La procédure d’admission des créances. Une nouvelle décision fait le point sur les conséquences procédurales de l’ouverture d’une procédure collective (Com. 2 oct. 2024, n° 23-18.665 F-B, Dalloz actualité, 13 nov. 2024, obs. R. Laffly ; RCJPP 2024, n° 06, p. 20, obs. C. Simon ; Veille permanente, 29 oct. 2024, note J.-P. Rémery). Il faut rappeler que dans une instance en cours qui tend à une condamnation à payer une somme d’argent, le mandataire judiciaire doit être mis en cause pour que la reprise d’instance soit régulière. Il doit aussi être intimé en cas d’appel du créancier. À défaut, l’appel est irrecevable.

En l’espèce, c’est la société débitrice in bonis qui avait introduit l’instance en paiement et le défendeur avait formulé une demande reconventionnelle qui avait fait l’objet d’une déclaration de créance après l’ouverture de la procédure. En appel, le défendeur prétendument créancier, avait relevé appel de la décision ayant rejeté sa demande de fixation au passif de sa créance. La Cour de cassation a approuvé l’arrêt d’appel qui a déclaré sa demande irrecevable.

La note – intéressante – de Jean-Pierre Rémery sur cet arrêt fait le point sur la procédure de vérification du passif en présence d’une instance en cours, en citant notamment les articles L. 622-22 et R. 622-20 du code de commerce. Elle fait aussi le point sur la notion de l’indivisibilité de l’appel en matière de vérification du passif, le débiteur ayant le droit propre de discuter son passif, le créancier et le mandataire judiciaire ayant intérêt à suivre la procédure. L’idée est, en effet, que le passif doit être fixé sans contestation à l’égard de tous, ce qui suppose que la décision soit opposable à tous. Les parties concernées doivent donc être mises en cause. En outre, même après l’adoption du plan, le mandataire judiciaire doit être présent ès-qualités.

La contestation sérieuse d’une créance.
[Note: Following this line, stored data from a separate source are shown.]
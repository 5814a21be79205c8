use std::{path::Path, sync::Arc};

use anyhow::Context;
use chapter_reader::{
    ReaderResult,
    config::Config,
    content_client::HttpSource,
    reader::{ProgressTracker, ReaderLibrary, TieredRepository},
    reader_api::ReaderApi,
    storage::{DiskCache, SeaOrmProgressStore},
};
use migration::MigratorTrait;
use poem::{
    EndpointExt, Route, Server,
    listener::TcpListener,
    middleware::{Cors, Tracing as PoemTracing},
};
use poem_openapi::OpenApiService;
use sea_orm::Database;
use tracing_error::ErrorLayer;
use tracing_subscriber::{EnvFilter, fmt::SubscriberBuilder, prelude::*};

#[tokio::main]
async fn main() -> ReaderResult<()> {
    // Respect RUST_LOG if set, default to info for our crate and warn for deps.
    let default_filter = format!(
        "{}=info,poem=info,reqwest=warn,h2=warn,sqlx=warn",
        env!("CARGO_PKG_NAME")
    );
    let env_filter = std::env::var("RUST_LOG").unwrap_or(default_filter);
    SubscriberBuilder::default()
        .with_env_filter(EnvFilter::new(env_filter))
        .with_target(false)
        .with_level(true)
        .pretty()
        .finish()
        .with(ErrorLayer::default())
        .init();
    tracing::info!(version = env!("CARGO_PKG_VERSION"), "starting chapter reader");

    if Path::new(".env.local").exists() {
        dotenvy::from_filename(".env.local")?;
    } else if Path::new(".env").exists() {
        dotenvy::from_filename(".env")?;
    };
    let config = Config::load()?;
    config.validate()?;

    let db_conn = Database::connect(&config.db_connection_string)
        .await
        .with_context(|| "Failed to connect to database")?;
    migration::Migrator::up(&db_conn, None)
        .await
        .with_context(|| "Failed to run database migrations")?;

    let source = HttpSource::new(&config.content_base_url)?.with_api_key(&config.content_api_key);
    let has_api_key = !config.content_api_key.is_empty();
    tracing::info!(content_base = %config.content_base_url, has_api_key, "configured content source");

    let disk = DiskCache::new(&config.cache_dir);
    tracing::info!(cache_dir = %disk.root().display(), strategy = ?config.fetch_strategy, "using disk cache");
    let repository = TieredRepository::new(Arc::new(source), disk, config.chapter_list_max_age());
    let progress = ProgressTracker::new(Arc::new(SeaOrmProgressStore::new(Arc::new(db_conn))));
    let library = ReaderLibrary::new(
        Arc::new(repository),
        Arc::new(progress),
        config.session_cache_capacity,
    )
    .with_strategy(config.fetch_strategy);

    run_poem(Arc::new(library), &config.bind_addr).await
}

pub async fn run_poem(library: Arc<ReaderLibrary>, bind_addr: &str) -> ReaderResult<()> {
    let version = env!("CARGO_PKG_VERSION");
    let api = ReaderApi { library };
    let api_service = OpenApiService::new(api, "Chapter Reader API", version)
        .server(format!("http://{}", bind_addr));
    let ui = api_service.rapidoc();
    let spec = api_service.spec();
    let route = Route::new()
        .nest("/", api_service)
        .nest("/ui", ui)
        .nest("/spec", poem::endpoint::make_sync(move |_| spec.clone()))
        .with(Cors::new())
        .with(PoemTracing);

    tracing::info!(%bind_addr, "starting HTTP server");
    Server::new(TcpListener::bind(bind_addr)).run(route).await?;
    Ok(())
}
Nous savons qu’en application de l’article R. 624-5 du code de commerce, le juge-commissaire qui constate l’existence d’une contestation sérieuse sur une créance invite la personne intéressée à saisir la juridiction compétente dans un délai d’un mois à compter de la notification ou de la réception de l’avis délivré, à peine de forclusion, sauf en cas d’appel, si cette voie de recours est ouverte.
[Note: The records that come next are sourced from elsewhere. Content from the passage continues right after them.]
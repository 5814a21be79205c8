//! Reader core: session cache, tiered chapter fetch, pagination, progress and
//! prefetch, wired together by [`session::ReaderSession`].

pub mod content_service;
pub mod pagination;
pub mod prefetch;
pub mod progress;
pub mod repository;
pub mod session;
pub mod session_cache;

pub use content_service::{ChapterContentService, ContentError};
pub use pagination::{CellPaginator, PaginationCoordinator, TextPaginator};
pub use prefetch::{PrefetchDirection, PrefetchScheduler};
pub use progress::ProgressTracker;
pub use repository::{ContentRepository, FetchStrategy, RemoteSource, TieredRepository};
pub use session::{OpenedChapter, ReaderLibrary, ReaderSession};
pub use session_cache::{CacheStats, SessionCache};
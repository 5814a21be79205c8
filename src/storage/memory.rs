use std::collections::HashMap;

use tokio::sync::RwLock;

use super::ProgressStore;
use crate::domain::ReadingProgress;

/// Process-local store, used by tests and when no database is configured.
#[derive(Debug, Default)]
pub struct MemoryProgressStore {
    rows: RwLock<HashMap<String, ReadingProgress>>,
}

impl MemoryProgressStore {
    pub fn new() -> Self {
        Self::default()
    }

    pub async fn len(&self) -> usize {
        self.rows.read().await.len()
    }
}

#[async_trait::async_trait]
impl ProgressStore for MemoryProgressStore {
    async fn save(&self, progress: &ReadingProgress) -> anyhow::Result<()> {
        self.rows
            .write()
            .await
            .insert(progress.book_id.clone(), progress.clone());
        Ok(())
    }

    async fn load(&self, book_id: &str) -> anyhow::Result<Option<ReadingProgress>> {
        Ok(self.rows.read().await.get(book_id).cloned())
    }
}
La Cour de cassation a jugé qu’en cas de confirmation de l’ordonnance qui a invité l’une des parties à saisir la juridiction compétente, le délai d’un mois court à compter de la notification de l’arrêt. Le délai a donc couru deux fois et c’est le second délai qui est le bon (Com. 23 oct. 2024, n° 23-17.962 F-B, Dalloz actualité, 13 nov. 2024, obs. B. Ferrari ; D. 2024. 1861 ). Le commentateur indique qu’il est tiraillé entre deux visions opposées, considérant que l’arrêt de la Cour de cassation est pragmatique mais que le procédé utilisé lui paraît dangereux. Il considère que l’appel pourrait être utilisé ainsi à des fins dilatoires pour échapper au couperet de la forclusion du mois.
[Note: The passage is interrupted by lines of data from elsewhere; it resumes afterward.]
use sea_orm_migration::{prelude::*, schema::*};

#[derive(DeriveMigrationName)]
pub struct Migration;

#[async_trait::async_trait]
impl MigrationTrait for Migration {
    async fn up(&self, manager: &SchemaManager) -> Result<(), DbErr> {
        manager
            .create_table(
                Table::create()
                    .table(ReadingProgress::Table)
                    .if_not_exists()
                    .col(string(ReadingProgress::BookId).primary_key())
                    .col(string(ReadingProgress::ChapterId))
                    .col(integer(ReadingProgress::PageIndex))
                    .col(big_integer(ReadingProgress::GlobalPageIndex))
                    .col(double(ReadingProgress::ChapterProgress))
                    .col(double(ReadingProgress::GlobalProgress))
                    .col(timestamp_with_time_zone(ReadingProgress::UpdatedAt))
                    .to_owned(),
            )
            .await?;

        Ok(())
    }

    async fn down(&self, manager: &SchemaManager) -> Result<(), DbErr> {
        manager
            .drop_table(Table::drop().table(ReadingProgress::Table).to_owned())
            .await?;

        Ok(())
    }
}

#[derive(DeriveIden)]
enum ReadingProgress {
    Table,
    BookId,
    ChapterId,
    PageIndex,
    GlobalPageIndex,
    ChapterProgress,
    GlobalProgress,
    UpdatedAt,
}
Cependant, dès lors que la Cour a fixé un nouveau délai d’un mois, la solution apparaît bien pragmatique. Il pourrait être envisagé que les cours d’appel, dans le dispositif de leurs arrêts, désignent quelle partie doit saisir le juge de la contestation sérieuse et sous quels délais à peine de la forclusion d’un mois, courant à compter de la signification du jugement. Ne serait-il pas temps de revoir le texte pour éviter une acrobatie ? Nous rejoignons donc l’avis de Benjamin Ferrari.

Cautionnement et procédure collective

Les effets d’une liquidation judiciaire sur la caution. En l’espèce, après la liquidation d’une société, la caution qui avait exécuté son engagement lors de la mise en redressement judiciaire a assigné en paiement les sous-cautions. Il a été considéré que la déclaration de créance à la procédure collective effectuée par la caution avait interrompu la prescription de son action contre la sous-caution jusqu’à la clôture de la procédure collective.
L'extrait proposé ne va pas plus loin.